● Directions for this task: Which lines in the data below contain the word "sizes"? Return each of them.

***

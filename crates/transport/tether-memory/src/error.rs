use tether_core::OperationKind;

pub(crate) const CONNECT: OperationKind =
    OperationKind::new("tether.memory.connect_failed", "memory connect");
pub(crate) const LISTEN: OperationKind =
    OperationKind::new("tether.memory.listen_failed", "memory listen");
pub(crate) const ACCEPT: OperationKind =
    OperationKind::new("tether.memory.accept_failed", "memory accept");
pub(crate) const READ: OperationKind =
    OperationKind::new("tether.memory.read_failed", "memory read");
pub(crate) const WRITE: OperationKind =
    OperationKind::new("tether.memory.write_failed", "memory write");
pub(crate) const FLUSH: OperationKind =
    OperationKind::new("tether.memory.flush_failed", "memory flush");

/// 目标地址没有注册监听器。
pub const CONNECTION_REFUSED: &str = "tether.memory.connection_refused";
/// 监听器在请求被接入前关闭。
pub const LISTENER_CLOSED: &str = "tether.memory.listener_closed";
/// 对端已关闭读方向。
pub const BROKEN_PIPE: &str = "tether.memory.broken_pipe";
/// 地址已被占用。
pub const ADDRESS_IN_USE: &str = "tether.memory.address_in_use";
//! # stream 模块说明
//!
//! ## 角色定位（Why）
//! - [`EnhancedStream`] 在单缓冲读写之外提供分散/聚集 IO 与三态刷新原语，
//!   协议层可以把帧头与载荷分别交给传输层，而不必先拼接成连续缓冲；
//! - 所有方法以 `&self` 接收，读方向与写方向互不阻塞，一个读者与一个写者可以并发运行。
//!
//! ## 契约（What）
//! - `read` 仅在源端完成（对端半关闭或连接释放）时返回 0；
//! - [`FlushType::FlushAndShutdownWrites`] 在刷新后半关闭写方向，不支持半关闭的实现必须返回
//!   [`ErrorKind::Unsupported`](crate::ErrorKind::Unsupported)，不得静默忽略。

use std::{
    io::{IoSlice, IoSliceMut},
    sync::Arc,
};

use async_trait::async_trait;
use bytes::BytesMut;

use crate::{
    cancellation::{Cancellation, WriteScope},
    error::{ConnectionError, Result, codes},
};

/// 写入后的刷新策略。
#[derive(Clone, Copy, Debug, Default, PartialEq, Eq, Hash)]
pub enum FlushType {
    /// 允许实现继续缓冲。
    #[default]
    None,
    /// 把已缓冲字节推送到传输层。
    FlushWrites,
    /// 刷新后半关闭写方向，对端读到 EOF，本端仍可继续读取。
    FlushAndShutdownWrites,
}

impl FlushType {
    /// 是否要求推送缓冲。
    pub fn flushes(self) -> bool {
        !matches!(self, FlushType::None)
    }

    /// 是否要求半关闭写方向。
    pub fn shuts_down_writes(self) -> bool {
        matches!(self, FlushType::FlushAndShutdownWrites)
    }
}

/// 增强字节流能力。
///
/// # 教案级注释
///
/// ## 意图（Why）
/// - 统一内存管道、OS 套接字、TLS 会话与各类测试装饰器的字节流接口；
/// - 通过 `async_trait` 保持对象安全，连接以 `Arc<dyn EnhancedStream>` 持有流。
///
/// ## 契约（What）
/// - `read`/`read_vectored`：至少读取 1 字节后返回；返回 0 表示源端完成，此后继续读取仍返回 0；
/// - `write`/`write_vectored`：写入全部字节后按 `flush` 执行刷新；
/// - 取消与写入：返回 [`ErrorKind::Cancelled`](crate::ErrorKind::Cancelled) 的写入没有让任何字节
///   进入传输；一旦接受了首个字节，调用就会写完，只有释放或传输失败能中止它。调用方因此可以
///   在收到 `Cancelled` 后原样重试，不会产生重复字节；
/// - `dispose`：释放流自身持有的资源，幂等；装饰器流不释放其包装的底层流，
///   底层流由其所属连接负责释放。
///
/// ## 注意事项（Trade-offs）
/// - 默认的 `read_vectored` 只读入第一个非空缓冲，满足“短读即返回”的约定；
///   能一次填充多个缓冲的实现应当覆盖它；
/// - 默认的 `write_vectored` 委托 [`emulate_write_vectored`]。
#[async_trait]
pub trait EnhancedStream: Send + Sync {
    /// 是否支持 [`FlushType::FlushAndShutdownWrites`]。
    fn can_shutdown_writes(&self) -> bool;

    /// 是否原生支持分散/聚集 IO。
    fn can_scatter_gather(&self) -> bool {
        false
    }

    async fn read(&self, buf: &mut [u8], cancel: &Cancellation) -> Result<usize>;

    async fn read_vectored(
        &self,
        bufs: &mut [IoSliceMut<'_>],
        cancel: &Cancellation,
    ) -> Result<usize> {
        match bufs.iter_mut().find(|buf| !buf.is_empty()) {
            Some(buf) => self.read(buf, cancel).await,
            None => Ok(0),
        }
    }

    async fn write(&self, buf: &[u8], flush: FlushType, cancel: &Cancellation) -> Result<()>;

    async fn write_vectored(
        &self,
        bufs: &[IoSlice<'_>],
        flush: FlushType,
        cancel: &Cancellation,
    ) -> Result<()> {
        emulate_write_vectored(self, bufs, flush, cancel).await
    }

    async fn flush(&self, flush: FlushType, cancel: &Cancellation) -> Result<()>;

    async fn dispose(&self) -> Result<()>;
}

/// 连接持有的共享流句柄。
pub type SharedStream = Arc<dyn EnhancedStream>;

/// 合并小缓冲时使用的暂存区大小。
pub const EMULATED_WRITE_SCRATCH: usize = 8 * 1024;

/// 在不支持聚集写的流上模拟 `write_vectored`。
///
/// # 逻辑（How）
/// - 总长度不超过暂存区时拼接后一次写出；
/// - 否则依次把小缓冲累积进暂存区，暂存区放不下时先写出暂存内容，
///   不小于暂存区的缓冲直接写出，不做拷贝；
/// - `flush` 只附加在最后一次底层写入上，中间写入一律使用 [`FlushType::None`]；
/// - 保证至少一次底层写入，空载荷也会把刷新请求传递下去；
/// - 只有第一次底层写入响应取消，之后由 [`WriteScope`] 换用内部令牌写完剩余部分。
pub async fn emulate_write_vectored<S>(
    stream: &S,
    bufs: &[IoSlice<'_>],
    flush: FlushType,
    cancel: &Cancellation,
) -> Result<()>
where
    S: EnhancedStream + ?Sized,
{
    let total: usize = bufs.iter().map(|buf| buf.len()).sum();
    if total <= EMULATED_WRITE_SCRATCH {
        let mut joined = BytesMut::with_capacity(total);
        for buf in bufs {
            joined.extend_from_slice(buf);
        }
        return stream.write(&joined, flush, cancel).await;
    }

    // 拆成多次底层写入前先拒绝不支持的半关闭，避免写出一半再失败。
    ensure_shutdown_supported(stream, flush)?;
    let mut scope = WriteScope::new(cancel);
    let last = bufs.iter().rposition(|buf| !buf.is_empty());
    let mut scratch = BytesMut::with_capacity(EMULATED_WRITE_SCRATCH);
    for (index, buf) in bufs.iter().enumerate() {
        if buf.is_empty() {
            continue;
        }
        let is_last = Some(index) == last;
        let this_flush = if is_last { flush } else { FlushType::None };

        if scratch.len() + buf.len() > EMULATED_WRITE_SCRATCH && !scratch.is_empty() {
            stream.write(&scratch, FlushType::None, scope.token()).await?;
            scope.accepted();
            scratch.clear();
        }

        if buf.len() >= EMULATED_WRITE_SCRATCH {
            stream.write(buf, this_flush, scope.token()).await?;
            scope.accepted();
        } else {
            scratch.extend_from_slice(buf);
            if is_last {
                stream.write(&scratch, this_flush, scope.token()).await?;
                scope.accepted();
                scratch.clear();
            }
        }
    }
    Ok(())
}

/// 校验流是否支持半关闭，供各实现在处理 [`FlushType::FlushAndShutdownWrites`] 前调用。
pub fn ensure_shutdown_supported<S>(stream: &S, flush: FlushType) -> Result<()>
where
    S: EnhancedStream + ?Sized,
{
    if flush.shuts_down_writes() && !stream.can_shutdown_writes() {
        return Err(ConnectionError::unsupported(
            codes::SHUTDOWN_UNSUPPORTED,
            "stream does not support shutting down writes",
        ));
    }
    Ok(())
}

#[cfg(test)]
mod tests {
    use super::*;
    use crate::error::{ErrorKind, OperationKind};
    use parking_lot::Mutex;

    const WRITE: OperationKind = OperationKind::new("tether.test.write_failed", "test write");

    /// 记录每次底层写入的测试流。
    #[derive(Default)]
    struct RecordingStream {
        writes: Mutex<Vec<(Vec<u8>, FlushType)>>,
        shutdown: bool,
        /// 首次写入成功后取消的调用方令牌。
        cancel_after_first: Option<Cancellation>,
    }

    #[async_trait]
    impl EnhancedStream for RecordingStream {
        fn can_shutdown_writes(&self) -> bool {
            self.shutdown
        }

        async fn read(&self, _buf: &mut [u8], _cancel: &Cancellation) -> Result<usize> {
            Ok(0)
        }

        async fn write(&self, buf: &[u8], flush: FlushType, cancel: &Cancellation) -> Result<()> {
            ensure_shutdown_supported(self, flush)?;
            cancel.check(WRITE)?;
            self.writes.lock().push((buf.to_vec(), flush));
            if let Some(token) = &self.cancel_after_first {
                token.cancel();
            }
            Ok(())
        }

        async fn flush(&self, flush: FlushType, _cancel: &Cancellation) -> Result<()> {
            ensure_shutdown_supported(self, flush)
        }

        async fn dispose(&self) -> Result<()> {
            Ok(())
        }
    }

    #[tokio::test(flavor = "multi_thread")]
    async fn small_buffers_are_coalesced() {
        let stream = RecordingStream::default();
        let cancel = Cancellation::new();
        stream
            .write_vectored(
                &[IoSlice::new(b"AB"), IoSlice::new(b"CDE")],
                FlushType::FlushWrites,
                &cancel,
            )
            .await
            .expect("write");
        let writes = stream.writes.lock();
        assert_eq!(writes.as_slice(), &[(b"ABCDE".to_vec(), FlushType::FlushWrites)]);
    }

    #[tokio::test(flavor = "multi_thread")]
    async fn empty_payload_still_writes_once() {
        let stream = RecordingStream::default();
        stream
            .write_vectored(&[], FlushType::FlushWrites, &Cancellation::new())
            .await
            .expect("write");
        assert_eq!(stream.writes.lock().len(), 1);
    }

    #[tokio::test(flavor = "multi_thread")]
    async fn large_buffers_bypass_scratch_and_flush_last() {
        let stream = RecordingStream::default();
        let big = vec![7u8; EMULATED_WRITE_SCRATCH + 1];
        stream
            .write_vectored(
                &[IoSlice::new(b"head"), IoSlice::new(&big), IoSlice::new(b"tail")],
                FlushType::FlushWrites,
                &Cancellation::new(),
            )
            .await
            .expect("write");

        let writes = stream.writes.lock();
        let sizes: Vec<usize> = writes.iter().map(|(bytes, _)| bytes.len()).collect();
        assert_eq!(sizes, vec![4, EMULATED_WRITE_SCRATCH + 1, 4]);
        let flushes: Vec<FlushType> = writes.iter().map(|(_, flush)| *flush).collect();
        assert_eq!(
            flushes,
            vec![FlushType::None, FlushType::None, FlushType::FlushWrites]
        );
    }

    #[tokio::test(flavor = "multi_thread")]
    async fn shutdown_is_rejected_when_unsupported() {
        let stream = RecordingStream::default();
        let err = stream
            .flush(FlushType::FlushAndShutdownWrites, &Cancellation::new())
            .await
            .expect_err("shutdown unsupported");
        assert_eq!(err.kind(), ErrorKind::Unsupported);

        let capable = RecordingStream {
            shutdown: true,
            ..RecordingStream::default()
        };
        capable
            .flush(FlushType::FlushAndShutdownWrites, &Cancellation::new())
            .await
            .expect("shutdown supported");
    }

    #[tokio::test(flavor = "multi_thread")]
    async fn cancellation_after_first_write_does_not_truncate() {
        let cancel = Cancellation::new();
        let stream = RecordingStream {
            cancel_after_first: Some(cancel.clone()),
            ..RecordingStream::default()
        };
        let big = vec![1u8; EMULATED_WRITE_SCRATCH];
        stream
            .write_vectored(
                &[IoSlice::new(&big), IoSlice::new(b"tail")],
                FlushType::FlushWrites,
                &cancel,
            )
            .await
            .expect("remaining writes ignore the caller token");
        assert!(cancel.is_cancelled());
        let sizes: Vec<usize> = stream.writes.lock().iter().map(|(bytes, _)| bytes.len()).collect();
        assert_eq!(sizes, vec![EMULATED_WRITE_SCRATCH, 4]);
    }

    #[tokio::test(flavor = "multi_thread")]
    async fn cancelled_before_first_write_accepts_nothing() {
        let cancel = Cancellation::new();
        cancel.cancel();
        let stream = RecordingStream::default();
        let big = vec![1u8; EMULATED_WRITE_SCRATCH];
        let err = stream
            .write_vectored(
                &[IoSlice::new(&big), IoSlice::new(b"tail")],
                FlushType::None,
                &cancel,
            )
            .await
            .expect_err("cancelled");
        assert_eq!(err.kind(), ErrorKind::Cancelled);
        assert!(stream.writes.lock().is_empty());
    }
}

***

● Task answer:
        let sizes: Vec<usize> = writes.iter().map(|(bytes, _)| bytes.len()).collect();
        assert_eq!(sizes, vec![4, EMULATED_WRITE_SCRATCH + 1, 4]);
        let sizes: Vec<usize> = stream.writes.lock().iter().map(|(bytes, _)| bytes.len()).collect();
        assert_eq!(sizes, vec![EMULATED_WRITE_SCRATCH, 4]);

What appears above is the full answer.